More Like Ass-Kick!
Yo, this be Reuben. I’ve always liked the good ol’ superhero film, and some action and comedy are always very welcome. Kick-Ass has action, comedy, and superheroes (sort of), in abundance. I’ll give you a li’l review of it now, as you may have guessed — and no, I haven’t read the graphic novel, so I won’t be comparing it to that – Milo already reviewed it.
Kick-Ass follows the story of your average teenage boy in the later years of high school, as he somehow manages to become an internet hit as the real-life superhero, Kick-Ass, who is somewhat lame. But that’s the whole point, because Kick-Ass is real lame, with his kinda crappy costume, and Dave, the kid behind the mask, is just some geeky dingus. Dave’s vacant and stereotypically teenage mannerisms are perfect for driving the stupid and slightly careless film along, as he embodies the ridiculous script on show. If there’s one thing that’s true about Kick-Ass other than the fact it’s oh so American, it’s in-your-face. Not crappy in-your-face either, because there is a clever comic screenplay at the heart of it, as outlandish jokes and ridiculous happenings make the film super-duper enjoyable – especially for a fifteen-year-old like yours truly. It’s all given to our watering eyes in some of the most solid cinematography I’ve seen in a while, to boot.
Kick-Ass’ hilarity is helped by the ludicrous action, which provides a brilliantly bloody and blain-splatty stream of goofy entertainment. Although the comedy and action are definitely the film’s high points, it also has some great acting performances and some great use of timing and drama — the mixing of comedy, action and drama making it seem just like a comic book, along with comic side-notes like “Meanwhile…” floating in the corner of the screen as it sends you threw the motions. Moreover, there is, for the most part, a very solid cast on show in Kick-Ass. Dave and his two mates is a particularly good example of the acting on display, as they seem exactly like the three comic nerds you could see, as Aaron-Taylor Johnson showcases what is by far his best performance — certainly better than that boring crap in Godzilla, at least. Mark Strong puts on the perfect British villain with Frank D’Amico, too, with his character and gang providing a brilliant load of suspense, gang villainy and drama – along with some great Italian-American goons who are stupid, but not too stupid. Finally, the teenage bond between Katie and Dave is fine, because along with being something you’d expect from a superhero film, it’s also well acted, because there is a clear bond between them as characters.

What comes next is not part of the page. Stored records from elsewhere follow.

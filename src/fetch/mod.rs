//! Streaming HTTP fetch and the bounded worker pool.
//!
//! [`PartClient`] streams one remote part to disk in fixed-size chunks so
//! memory use per in-flight download stays constant regardless of part size.
//! [`Scheduler`] runs a bounded number of concurrent fetch+extract pipelines
//! over the enumerated work list and reports one terminal outcome per item
//! over a result channel.

mod client;
mod constants;
mod error;
mod worker;

pub use client::PartClient;
pub use constants::{CONNECT_TIMEOUT_SECS, READ_TIMEOUT_SECS};
pub use error::FetchError;
pub use worker::{
    FetchOutcome, Fetcher, ItemOutcome, MAX_WORKERS, MIN_WORKERS, Scheduler, SchedulerError,
};
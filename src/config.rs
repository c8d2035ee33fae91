//! Resource limits and optional TOML file configuration.

use std::fs;
use std::path::{Path, PathBuf};

use serde::Deserialize;
use thiserror::Error;

use crate::job::InstallMode;

/// Minimum free disk space required at the download directory (600 GiB).
pub const DEFAULT_MIN_FREE_DISK_BYTES: u64 = 600 * 1024 * 1024 * 1024;

/// Default RAM ceiling when the limit is enabled (8 GiB).
pub const DEFAULT_MEMORY_CEILING_BYTES: u64 = 8 * 1024 * 1024 * 1024;

/// Default worker pool size.
pub const DEFAULT_MAX_WORKERS: usize = 4;

/// Default streaming chunk size (8 KiB).
pub const DEFAULT_CHUNK_SIZE_BYTES: usize = 8 * 1024;

/// Configuration snapshot taken once at job start.
///
/// Immutable for the job's duration; workers never re-read it.
#[derive(Debug, Clone, Deserialize)]
#[serde(default)]
pub struct ResourceLimits {
    /// Free space required at the download directory before any dispatch.
    pub min_free_disk_bytes: u64,
    /// RAM ceiling the memory gate waits under; `None` disables the gate.
    pub memory_ceiling_bytes: Option<u64>,
    /// Maximum number of concurrently executing fetches.
    pub max_concurrent_workers: usize,
    /// Buffer size used when streaming a response body to disk.
    pub chunk_size_bytes: usize,
}

impl Default for ResourceLimits {
    fn default() -> Self {
        Self {
            min_free_disk_bytes: DEFAULT_MIN_FREE_DISK_BYTES,
            memory_ceiling_bytes: None,
            max_concurrent_workers: DEFAULT_MAX_WORKERS,
            chunk_size_bytes: DEFAULT_CHUNK_SIZE_BYTES,
        }
    }
}

/// TOML-backed file configuration for CLI defaults.
///
/// Every field is optional; CLI flags win over file values.
#[derive(Debug, Clone, Default, Deserialize)]
#[serde(default, deny_unknown_fields)]
pub struct FileConfig {
    /// Base URL the part names are appended to.
    pub base_url: Option<String>,
    /// Part-name prefix.
    pub prefix: Option<String>,
    /// Number of parts to fetch.
    pub count: Option<u32>,
    /// Directory downloaded parts are written to.
    pub download_dir: Option<PathBuf>,
    /// Destination directory archives are extracted into.
    pub destination: Option<PathBuf>,
    /// Worker pool size.
    pub workers: Option<usize>,
    /// Enable the RAM ceiling gate.
    pub ram_limit: Option<bool>,
    /// RAM ceiling in bytes when the gate is enabled.
    pub memory_ceiling_bytes: Option<u64>,
    /// Required free disk space in bytes.
    pub min_free_disk_bytes: Option<u64>,
    /// Pipeline mode (kebab-case, e.g. `download-all-then-install`).
    pub mode: Option<InstallMode>,
}

/// Errors loading the optional config file.
#[derive(Debug, Error)]
pub enum ConfigError {
    /// The file could not be read.
    #[error("failed to read config file '{path}': {source}")]
    Read {
        /// Path that failed to read.
        path: PathBuf,
        /// Underlying IO error.
        #[source]
        source: std::io::Error,
    },

    /// The file is not valid TOML for [`FileConfig`].
    #[error("failed to parse config file '{path}': {source}")]
    Parse {
        /// Path that failed to parse.
        path: PathBuf,
        /// Underlying TOML error.
        #[source]
        source: toml::de::Error,
    },
}

/// Loads a [`FileConfig`] from a TOML file.
///
/// # Errors
///
/// Returns [`ConfigError`] when the file cannot be read or parsed.
pub fn load_file_config(path: &Path) -> Result<FileConfig, ConfigError> {
    let raw = fs::read_to_string(path).map_err(|source| ConfigError::Read {
        path: path.to_path_buf(),
        source,
    })?;
    toml::from_str(&raw).map_err(|source| ConfigError::Parse {
        path: path.to_path_buf(),
        source,
    })
}

#[cfg(test)]
#[allow(clippy::unwrap_used)]
mod tests {
    use super::*;

    #[test]
    fn test_resource_limits_defaults() {
        let limits = ResourceLimits::default();
        assert_eq!(limits.min_free_disk_bytes, 600 * 1024 * 1024 * 1024);
        assert_eq!(limits.memory_ceiling_bytes, None);
        assert_eq!(limits.max_concurrent_workers, 4);
        assert_eq!(limits.chunk_size_bytes, 8192);
    }

    #[test]
    fn test_file_config_parses_partial_toml() {
        let temp = tempfile::TempDir::new().unwrap();
        let path = temp.path().join("config.toml");
        std::fs::write(
            &path,
            "base_url = \"https://cdn.example/store/\"\nworkers = 8\nram_limit = true\n",
        )
        .unwrap();

        let config = load_file_config(&path).unwrap();
        assert_eq!(config.base_url.as_deref(), Some("https://cdn.example/store/"));
        assert_eq!(config.workers, Some(8));
        assert_eq!(config.ram_limit, Some(true));
        assert!(config.count.is_none());
    }

    #[test]
    fn test_file_config_parses_mode() {
        let temp = tempfile::TempDir::new().unwrap();
        let path = temp.path().join("config.toml");
        std::fs::write(&path, "mode = \"download-all-then-install\"\n").unwrap();

        let config = load_file_config(&path).unwrap();
        assert_eq!(config.mode, Some(InstallMode::DownloadAllThenInstall));
    }

    #[test]
    fn test_file_config_rejects_unknown_keys() {
        let temp = tempfile::TempDir::new().unwrap();
        let path = temp.path().join("config.toml");
        std::fs::write(&path, "no_such_key = 1\n").unwrap();

        let result = load_file_config(&path);
        assert!(matches!(result, Err(ConfigError::Parse { .. })));
    }

    #[test]
    fn test_file_config_missing_file_is_read_error() {
        let result = load_file_config(Path::new("/nonexistent/config.toml"));
        assert!(matches!(result, Err(ConfigError::Read { .. })));
    }

    #[test]
    fn test_resource_limits_deserialize_with_defaults() {
        let limits: ResourceLimits = toml::from_str("max_concurrent_workers = 2").unwrap();
        assert_eq!(limits.max_concurrent_workers, 2);
        assert_eq!(limits.chunk_size_bytes, DEFAULT_CHUNK_SIZE_BYTES);
    }
}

But even so, this does make for some slightly cringe moments and average high school movie traits taking some of the screentime. Although Kick-Ass is great fun, it’s not exactly perfect. With Aaron-Taylor Johnson’s narration it makes it feel that much more like Spider-Man 3, and the aforementioned high school moments aren’t always hilarious, per say. And though there is a great mix of drama, action, comedy and the such, it gives the film slightly mixed messages tonally. Also, do we really want Nic Cage? I mean, he’s good in the action scenes, but everywhere else he’s a bit monotone, which is not what you want in a crazy film like this. Also, the aforementioned bond between Dave and Katie is much, much stronger than the one between Big Daddy (ol’ Nic) and Hit-Girl. Although Hit-Girl isn’t the most endearing kid in the world, she provides some of the most fun action in the movie. Aaand one last li’l point, it’s a shame that the movie slows down a around the hour mark. I would have loved full-throttle action comedy, but that just isn’t quite what happened.
Kick-Ass, with its immensely fun and in-your-face fisticuffs, comic script and selection of great performances, all topped off with very solid camerawork is a great superhero flick. However, it is held back a little by a few average scenes and a mixed tone, in particular, which remind you that it isn’t quite perfect. But man it’s great fun.
If you like any of the Spider-Mans, or Scott Pilgrim, you should definitely watch Kick-Ass, because it’s like a mix of the two — but to the extreme!